TASK GOAL: Write down exactly the lines of the records below, beginning with the first and ending with the line that includes "and only truncates.".

RECORDED INFORMATION:
Start of Block

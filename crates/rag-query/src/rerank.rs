//! Cross-encoder re-ranking.

use std::sync::Arc;
use std::time::Duration;

use tracing::{debug, warn};

use rag_core::{DegradedReason, Pool, RelevanceScorer, ScoredChunk};

use crate::fusion::descending;

/// Re-scores candidate pools with a relevance model.
///
/// Every failure mode keeps the incoming order and only truncates.
pub struct Reranker {
    scorer: Option<Arc<dyn RelevanceScorer>>,
    timeout: Duration,
}

impl Reranker {
    pub fn new(scorer: Option<Arc<dyn RelevanceScorer>>, timeout: Duration) -> Self {
        Self { scorer, timeout }
    }

    pub fn is_available(&self) -> bool {
        self.scorer.is_some()
    }

    /// Order `chunks` by relevance to `query`, best first, keeping `top_k`.
    pub async fn rerank(
        &self,
        query: &str,
        mut chunks: Vec<ScoredChunk>,
        top_k: Option<usize>,
    ) -> Pool {
        let limit = top_k.unwrap_or(chunks.len());

        if chunks.len() <= 1 {
            chunks.truncate(limit);
            return Pool::new(chunks);
        }

        let Some(scorer) = &self.scorer else {
            warn!("Reranker unavailable, keeping retrieval order");
            chunks.truncate(limit);
            return Pool::degraded(chunks, DegradedReason::ScorerUnavailable);
        };

        let passages: Vec<&str> = chunks.iter().map(|c| c.chunk.content.as_str()).collect();
        let outcome = tokio::time::timeout(self.timeout, scorer.score(query, &passages)).await;

        let reason = match outcome {
            Ok(Ok(scores)) if scores.len() == chunks.len() => {
                for (chunk, score) in chunks.iter_mut().zip(scores) {
                    chunk.score = Some(score);
                }
                chunks.sort_by(|a, b| {
                    descending(a.score.unwrap_or(f32::NAN), b.score.unwrap_or(f32::NAN))
                });
                chunks.truncate(limit);

                debug!("Reranked {} chunks", chunks.len());
                return Pool::new(chunks);
            }
            Ok(Ok(scores)) => DegradedReason::ScoringFailed {
                message: format!("{} scores for {} passages", scores.len(), chunks.len()),
            },
            Ok(Err(e)) => DegradedReason::ScoringFailed {
                message: e.to_string(),
            },
            Err(_) => DegradedReason::ScoringTimedOut,
        };

        warn!("{}", reason);
        chunks.truncate(limit);
        Pool::degraded(chunks, reason)
    }

    /// Rerank the first `rerank_top_n` chunks of a base pool down to `top_k`.
    ///
    /// Pools of at most one chunk skip scoring.
    pub async fn rerank_pool(
        &self,
        query: &str,
        pool: Pool,
        top_k: usize,
        rerank_top_n: usize,
    ) -> Pool {
        let Pool {
            mut chunks,
            mut degraded,
        } = pool;

        if chunks.len() <= 1 {
            chunks.truncate(top_k);
            return Pool { chunks, degraded };
        }

        chunks.truncate(rerank_top_n);
        let reranked = self.rerank(query, chunks, Some(top_k)).await;
        degraded.extend(reranked.degraded);

        Pool {
            chunks: reranked.chunks,
            degraded,
        }
    }
}
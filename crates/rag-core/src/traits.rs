//! Core traits defining the interfaces between components.

use async_trait::async_trait;

use crate::error::Result;
use crate::types::{Chunk, ContentType, MetadataFilter, ScoredChunk, Stats};

/// Persistent chunk storage used by ingestion.
#[async_trait]
pub trait ChunkStore: Send + Sync {
    /// Insert chunks together with their document embeddings.
    async fn insert_chunks(&self, chunks: &[Chunk], embeddings: &[Vec<f32>]) -> Result<()>;

    /// Load every stored chunk, ordered by document then position.
    async fn all_chunks(&self) -> Result<Vec<Chunk>>;

    /// Remove every chunk of a source document. Returns the number removed.
    async fn delete_source(&self, document: &str) -> Result<usize>;

    /// Store statistics.
    async fn stats(&self) -> Result<Stats>;
}

/// How a dense search selects its results.
#[derive(Debug, Clone, Copy, PartialEq)]
pub enum SearchMode {
    /// Top-k by vector similarity.
    Plain,
    /// Fetch `fetch_k` nearest, then greedily pick k by maximal marginal
    /// relevance. `lambda_mult` in [0, 1], higher favours relevance.
    Diversity { fetch_k: usize, lambda_mult: f32 },
    /// Top-k restricted to similarity >= `score_threshold`.
    Threshold { score_threshold: f32 },
}

/// Options for a dense nearest-neighbour search.
#[derive(Debug, Clone, PartialEq)]
pub struct NearestOptions {
    pub mode: SearchMode,
    pub filter: Option<MetadataFilter>,
}

impl NearestOptions {
    pub fn plain() -> Self {
        Self {
            mode: SearchMode::Plain,
            filter: None,
        }
    }

    pub fn with_mode(mode: SearchMode) -> Self {
        Self { mode, filter: None }
    }

    pub fn filter(mut self, filter: Option<MetadataFilter>) -> Self {
        self.filter = filter.filter(|f| !f.is_empty());
        self
    }
}

/// Dense vector index over chunk embeddings.
#[async_trait]
pub trait VectorIndex: Send + Sync {
    /// Nearest chunks to `embedding`, best first, scored by cosine similarity.
    async fn nearest(
        &self,
        embedding: &[f32],
        k: usize,
        options: &NearestOptions,
    ) -> Result<Vec<ScoredChunk>>;
}

/// Sparse term-frequency index, built once from the full chunk set.
#[async_trait]
pub trait LexicalIndex: Send + Sync {
    /// Best `k` chunks for `text`, best first, higher score is better.
    async fn search(&self, text: &str, k: usize) -> Result<Vec<ScoredChunk>>;
}

/// Embedding model trait.
#[async_trait]
pub trait Embedder: Send + Sync {
    /// Embed a batch of document texts.
    async fn embed_documents(&self, texts: &[&str]) -> Result<Vec<Vec<f32>>>;

    /// Embed a single query text.
    async fn embed_query(&self, text: &str) -> Result<Vec<f32>>;

    /// Get the embedding dimension.
    fn dimension(&self) -> usize;
}

/// Text generation model (paraphrases and final answers).
#[async_trait]
pub trait TextGenerator: Send + Sync {
    async fn complete(&self, prompt: &str) -> Result<String>;
}

/// Cross-encoder style relevance model.
#[async_trait]
pub trait RelevanceScorer: Send + Sync {
    /// Score each `(query, document)` pair; one score per document, higher is
    /// more relevant.
    async fn score(&self, query: &str, documents: &[&str]) -> Result<Vec<f32>>;
}

/// Chunking configuration.
#[derive(Debug, Clone)]
pub struct ChunkConfig {
    /// Maximum characters per chunk.
    pub chunk_size: usize,

    /// Characters carried over from the end of one chunk into the next.
    pub chunk_overlap: usize,
}

impl Default for ChunkConfig {
    fn default() -> Self {
        Self {
            chunk_size: 800,
            chunk_overlap: 120,
        }
    }
}

/// Chunking strategy trait.
pub trait Chunker: Send + Sync {
    /// Chunk text content into pieces.
    fn chunk(
        &self,
        content: &str,
        content_type: ContentType,
        config: &ChunkConfig,
    ) -> Result<Vec<ChunkData>>;
}

/// Raw chunk data before ID assignment.
#[derive(Debug, Clone, PartialEq)]
pub struct ChunkData {
    /// Chunk text content.
    pub content: String,

    /// Byte offset of the chunk start in the source text.
    pub start: usize,
}
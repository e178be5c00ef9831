//! Ollama `/api/generate` client.

use std::time::Duration;

use async_trait::async_trait;
use serde::{Deserialize, Serialize};
use tracing::debug;

use rag_core::{GeneratorConfig, RagError, Result, TextGenerator};

/// Non-streaming text generator backed by a local Ollama server.
pub struct OllamaGenerator {
    config: GeneratorConfig,
    http: reqwest::Client,
}

#[derive(Serialize)]
struct GenerateRequest<'a> {
    model: &'a str,
    prompt: &'a str,
    stream: bool,
    options: GenerateOptions,
}

#[derive(Serialize)]
struct GenerateOptions {
    temperature: f32,
}

#[derive(Deserialize)]
struct GenerateResponse {
    response: String,
}

impl OllamaGenerator {
    pub fn new(config: GeneratorConfig) -> Result<Self> {
        let http = reqwest::Client::builder()
            .timeout(Duration::from_secs(config.request_timeout_secs))
            .build()
            .map_err(|e| RagError::generation(format!("Failed to build HTTP client: {}", e)))?;

        Ok(Self { config, http })
    }

    pub fn model(&self) -> &str {
        &self.config.model
    }

    fn endpoint(&self) -> String {
        format!("{}/api/generate", self.config.base_url.trim_end_matches('/'))
    }
}

#[async_trait]
impl TextGenerator for OllamaGenerator {
    async fn complete(&self, prompt: &str) -> Result<String> {
        let body = GenerateRequest {
            model: &self.config.model,
            prompt,
            stream: false,
            options: GenerateOptions {
                temperature: self.config.temperature,
            },
        };

        debug!("Generating with {} ({} prompt chars)", self.config.model, prompt.len());

        let resp = self
            .http
            .post(self.endpoint())
            .json(&body)
            .send()
            .await
            .map_err(|e| RagError::generation(format!("Ollama request failed: {}", e)))?;

        let status = resp.status();
        if !status.is_success() {
            let text = resp.text().await.unwrap_or_default();
            return Err(RagError::generation(format!(
                "Ollama API error {}: {}",
                status, text
            )));
        }

        let parsed: GenerateResponse = resp
            .json()
            .await
            .map_err(|e| RagError::generation(format!("Invalid Ollama response: {}", e)))?;

        Ok(parsed.response)
    }
}

#[cfg(test)]
mod tests {
    use super::*;
    use serde_json::json;
    use wiremock::matchers::{body_partial_json, method, path};
    use wiremock::{Mock, MockServer, ResponseTemplate};

    fn generator(server: &MockServer) -> OllamaGenerator {
        OllamaGenerator::new(GeneratorConfig {
            base_url: format!("{}/", server.uri()),
            model: "test-model".to_string(),
            temperature: 0.1,
            request_timeout_secs: 5,
        })
        .unwrap()
    }

    #[tokio::test]
    async fn test_complete_returns_response_field() {
        let server = MockServer::start().await;
        Mock::given(method("POST"))
            .and(path("/api/generate"))
            .and(body_partial_json(json!({
                "model": "test-model",
                "prompt": "Merhaba",
                "stream": false
            })))
            .respond_with(ResponseTemplate::new(200).set_body_json(json!({
                "model": "test-model",
                "response": "Selam",
                "done": true
            })))
            .expect(1)
            .mount(&server)
            .await;

        let text = generator(&server).complete("Merhaba").await.unwrap();
        assert_eq!(text, "Selam");
    }

    #[tokio::test]
    async fn test_http_error_is_generation_error() {
        let server = MockServer::start().await;
        Mock::given(method("POST"))
            .and(path("/api/generate"))
            .respond_with(ResponseTemplate::new(404).set_body_string("model not found"))
            .mount(&server)
            .await;

        let err = generator(&server).complete("x").await.unwrap_err();
        assert_eq!(err.error_code(), "GENERATION_ERROR");
        assert!(err.to_string().contains("model not found"));
    }

    #[tokio::test]
    async fn test_malformed_body_is_generation_error() {
        let server = MockServer::start().await;
        Mock::given(method("POST"))
            .and(path("/api/generate"))
            .respond_with(ResponseTemplate::new(200).set_body_json(json!({"done": true})))
            .mount(&server)
            .await;

        let err = generator(&server).complete("x").await.unwrap_err();
        assert_eq!(err.error_code(), "GENERATION_ERROR");
    }
}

End of Block

WRITTEN SOLUTION:
filename crates/rag-query/src/rerank.rs
//! Cross-encoder re-ranking.

use std::sync::Arc;
use std::time::Duration;

use tracing::{debug, warn};

use rag_core::{DegradedReason, Pool, RelevanceScorer, ScoredChunk};

use crate::fusion::descending;

/// Re-scores candidate pools with a relevance model.
///
/// Every failure mode keeps the incoming order and only truncates.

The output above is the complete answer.